Аяз Джаркынбаев: Кыргызстан ускоряет и упрощает доступ к лекарствам

В начале ноября Президент Садыр Жапаров подписал закон о внесении изменений в законодательство об обращении лекарственных средств и медицинских изделий. Документ направлен на упрощение процедуры регистрации ряда препаратов. Тема звучит громко, но многие до конца не понимают, что именно меняется и чем это важно для пациентов, врачей и фармпроизводителей. Об этом рассказывает директор Института нормотворчества и верховенства права при МЮ КР Аяз Джаркынбаев.

Новый закон вводит две модели регистрации: традиционную и упрощенную. Чтобы понять реформу, важно различать два понятия: лекарственное средство и лекарственный препарат.

Лекарственное средство - это активное вещество. Например, ацетилсалициловая кислота - основа аспирина. Но на рынке существуют десятки, если не сотни разновидностей "аспирина": детский, шипучий, комбинированный, в разной дозировке и упаковке. Каждый из этих вариантов - отдельный препарат, и каждый подлежит регистрации.

Регистрация - это фактически допуск препарата на рынок, подтверждение, что он безопасен, эффективен и соответствует требованиям государства.
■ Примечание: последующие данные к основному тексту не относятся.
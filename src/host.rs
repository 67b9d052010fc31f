#![forbid(unsafe_code)]

use std::io::{Read, Write};

use crate::error::HostResult;
use crate::model::DeviceId;

#[derive(Debug, Clone, PartialEq, Eq)]
pub struct DirItem {
    pub name: String,
    pub size: u64,
    pub is_dir: bool,
}

#[derive(Debug, Clone, Copy, PartialEq, Eq)]
pub enum LaunchKind {
    Executable,
    Image,
    Music,
}

pub trait Host {
    fn list_dir(&mut self, path: &str) -> HostResult<Vec<DirItem>>;
    fn open_read(&mut self, path: &str) -> HostResult<Box<dyn Read>>;
    fn create(&mut self, path: &str) -> HostResult<Box<dyn Write>>;
    fn exists(&mut self, path: &str) -> bool;
    fn rename(&mut self, from: &str, to: &str) -> HostResult<()>;
    fn remove(&mut self, path: &str) -> HostResult<()>;
    fn mkdir(&mut self, path: &str) -> HostResult<()>;
    fn format(&mut self, device: DeviceId, label: &str) -> HostResult<()>;

    /// Number of banks on a memory device; fixed for the device's lifetime.
    fn bank_count(&self, device: DeviceId) -> usize;
    fn read_bank(&mut self, device: DeviceId, bank: usize, buf: &mut [u8]) -> HostResult<()>;
    fn write_bank(&mut self, device: DeviceId, bank: usize, data: &[u8]) -> HostResult<()>;
    fn bank_writable(&self, device: DeviceId, bank: usize) -> bool;

    fn load_font(&mut self, data: &[u8]) -> HostResult<()>;
    fn launch(&mut self, path: &str, kind: LaunchKind) -> HostResult<()>;
    /// Hands control to BASIC with a program staged in RAM banks starting at
    /// `first_bank`. On the real machine this does not come back on success.
    fn run_basic(&mut self, first_bank: usize, len: usize) -> HostResult<()>;
}

pub fn read_all(host: &mut dyn Host, path: &str) -> HostResult<Vec<u8>> {
    let mut reader = host.open_read(path)?;
    let mut data = Vec::new();
    reader.read_to_end(&mut data)?;
    Ok(data)
}
#![forbid(unsafe_code)]

use std::io::{self, Read};

use crate::console::{Console, SCREEN_COLS, SCREEN_ROWS, fit, glyph, keys};
use crate::strings::{StringId, StringTable};
use crate::theme::ThemeColors;

pub const HEX_BYTES_PER_ROW: usize = 16;
pub const VIEWER_ROWS: u16 = SCREEN_ROWS - 2;

#[derive(Debug, Clone, Copy, PartialEq, Eq)]
pub enum ViewMode {
    Text,
    Hex,
}

#[derive(Debug, Clone, Copy, PartialEq, Eq)]
pub enum ViewEnd {
    EndOfFile,
    Quit,
}

#[derive(Debug, Clone)]
pub struct PagedViewer {
    mode: ViewMode,
    address: u32,
    rows_per_page: u16,
}

impl PagedViewer {
    pub fn new(mode: ViewMode, address: u32) -> Self {
        Self { mode, address, rows_per_page: VIEWER_ROWS }
    }

    pub fn with_rows_per_page(mut self, rows: u16) -> Self {
        self.rows_per_page = rows.clamp(1, VIEWER_ROWS);
        self
    }

    pub fn bytes_per_row(&self) -> usize {
        match self.mode {
            ViewMode::Text => SCREEN_COLS as usize,
            ViewMode::Hex => HEX_BYTES_PER_ROW,
        }
    }

    pub fn address(&self) -> u32 {
        self.address
    }

    pub fn run(
        &mut self,
        reader: &mut dyn Read,
        console: &mut dyn Console,
        theme: &ThemeColors,
        strings: &StringTable,
        title: &str,
    ) -> io::Result<ViewEnd> {
        let width = SCREEN_COLS as usize;
        let last_col = SCREEN_COLS - 1;
        console.fill_rect(0, 0, last_col, SCREEN_ROWS - 1, ' ', theme.viewer_fg, theme.viewer_bg);
        console.draw_text(0, 0, &fit(title, width), theme.viewer_fg, theme.viewer_bg);
        console.invert_rect(0, 0, last_col, 0);

        let mut buf = vec![0u8; self.bytes_per_row()];
        let mut row: u16 = 0;
        loop {
            let n = read_chunk(reader, &mut buf)?;
            if n > 0 {
                let line = match self.mode {
                    ViewMode::Text => format_text_row(&buf[..n]),
                    ViewMode::Hex => format_hex_row(self.address, &buf[..n]),
                };
                console.draw_text(0, 1 + row, &line, theme.viewer_fg, theme.viewer_bg);
                self.address = self.address.wrapping_add(n as u32);
                row += 1;
            }
            if n < buf.len() {
                self.footer(console, theme, strings.lookup(StringId::ViewerEnd));
                console.read_key();
                return Ok(ViewEnd::EndOfFile);
            }
            if row == self.rows_per_page {
                self.footer(console, theme, strings.lookup(StringId::ViewerMore));
                let key = console.read_key();
                if key == keys::ESC || key == b'q' || key == b'Q' {
                    return Ok(ViewEnd::Quit);
                }
                console.fill_rect(0, 1, last_col, self.rows_per_page, ' ', theme.viewer_fg, theme.viewer_bg);
                row = 0;
            }
        }
    }

    fn footer(&self, console: &mut dyn Console, theme: &ThemeColors, text: &str) {
        let y = SCREEN_ROWS - 1;
        console.draw_text(0, y, &fit(text, SCREEN_COLS as usize), theme.viewer_fg, theme.viewer_bg);
        console.invert_rect(0, y, SCREEN_COLS - 1, y);
    }
}

fn read_chunk(reader: &mut dyn Read, buf: &mut [u8]) -> io::Result<usize> {
    let mut filled = 0;
    while filled < buf.len() {
        match reader.read(&mut buf[filled..]) {
            Ok(0) => break,
            Ok(n) => filled += n,
            Err(err) if err.kind() == io::ErrorKind::Interrupted => continue,
            Err(err) => return Err(err),
        }
    }
    Ok(filled)
}

pub fn format_text_row(bytes: &[u8]) -> String {
    bytes
        .iter()
        .map(|&b| match b {
            b'\n' | b'\r' | b'\t' => ' ',
            other => glyph(other),
        })
        .collect()
}

pub fn format_hex_row(address: u32, bytes: &[u8]) -> String {
    let mut line = format!("{address:06X}: ");
    for byte in bytes {
        line.push_str(&format!("{byte:02X} "));
    }
    for _ in bytes.len()..HEX_BYTES_PER_ROW {
        line.push_str("   ");
    }
    line.extend(bytes.iter().map(|&b| glyph(b)));
    line
}
//! Demonstrate error handling for invalid documents.

fn main() {
    // Malformed number
    match refjson::parse("{\n  \"ratio\": 1.\n}") {
        Ok(_) => println!("Parsed OK (unexpected)"),
        Err(refjson::Error::Lex(e)) => {
            println!("Lex error: {e}");
            println!("  Kind: {:?}", e.kind);
            println!("  Location: line {}, column {}", e.span.line, e.span.column);
        }
        Err(refjson::Error::Parse(e)) => {
            println!("Parse error: {e}");
        }
    }

    println!();

    // Truncated document
    match refjson::parse("[1, 2,") {
        Ok(_) => println!("Parsed OK (unexpected)"),
        Err(refjson::Error::Lex(e)) => {
            println!("Lex error: {e}");
        }
        Err(refjson::Error::Parse(e)) => {
            println!("Parse error: {e}");
            println!("  Kind: {:?}", e.kind);
            println!("  Offset: {}", e.span.offset);
        }
    }

    println!();

    // Reference to a container that is not an open ancestor
    match refjson::parse(r##"{"a": {}, "b": {"c": {"$ref": "#/a"}}}"##) {
        Ok(_) => println!("Parsed OK (unexpected)"),
        Err(e) => {
            println!("Error: {e}");
            println!("  Offset: {}", e.offset());
        }
    }
}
Именно поэтому в мире существуют регуляторы. В Кыргызстане это Департамент лекарственных средств при Минздраве, в США - FDA, в Европе - EMA.

Сегодня традиционная регистрация в Кыргызской Республике занимает от шести месяцев до двух лет. Препарат проходит длинный цикл проверок:

• анализ производственных площадок;

• оценка состава;

• изучение клинических данных;

• лабораторные испытания;

• экспертиза регистрационного досье.

Процедура сложная и нужная, но из-за длительности она нередко тормозит доступ необходимых лекарств. Даже если препарат признан во всем мире, в Кыргызстане он не может продаваться, пока не завершит полный путь через регулятор.

Второй вариант - упрощенная регистрация. Она сокращает сроки до 30 дней. Лабораторные исследования в этом режиме не проводятся, но проводится экспертиза регистрационного досье - документов, которые подтверждают качество препарата.

Однако даже эта процедура все еще требует экспертного рассмотрения. А где есть экспертиза - там есть и субъективность: "сколько экспертов, столько и мнений", отмечает директор Института нормотворчества и верховенства права при МЮ КР Аяз Джаркынбаев.

Главное новшество закона - автоматическое признание лекарственных препаратов, уже зарегистрированных в странах с высокими стандартами регулирования: США, Великобритании, Южной Корее, Японии и ЕС.

Суть проста. Если препарат получил регистрацию, например, в FDA (США) или EMA (ЕС), Кыргызстан не будет повторно проводить экспертизы и испытания. Достаточно предоставить регистрационное досье и сертификат. Регулятор проверяет подлинность документов и соответствие досье. После подтверждения препарат автоматически вносится в государственный реестр. Это позволит сократить сроки допуска на рынок до 5–10 дней.

"Если препарат зарегистрирован там, где требования самые жесткие, нет смысла повторно проверять все с нуля. Мы признаем решение, проверяем подлинность документов и препарат получает право продаваться у нас", - отмечает Джаркынбаев.

Что это даст пациентам и рынку? Сегодня инновационные лекарства могут годами ждать регистрации. Теперь этот путь сократится до нескольких дней. Экспертиза заменяется проверкой документов, где пространство для субъективности минимально. Компании смогут быстрее выводить на рынок свои препараты, если они уже получили высокоуровневую международную регистрацию. Возможность оперативно реагировать на дефицит и потребности системы здравоохранения.

Механизм автоматической регистрации будет работать только для препаратов, прошедших через строгие регуляторы с мировым признанием. Эти системы подразумевают многоступенчатые проверки, инспекции производств и анализ клинических данных. Кыргызстан лишь подтверждает факт существования такой регистрации и достоверность документов.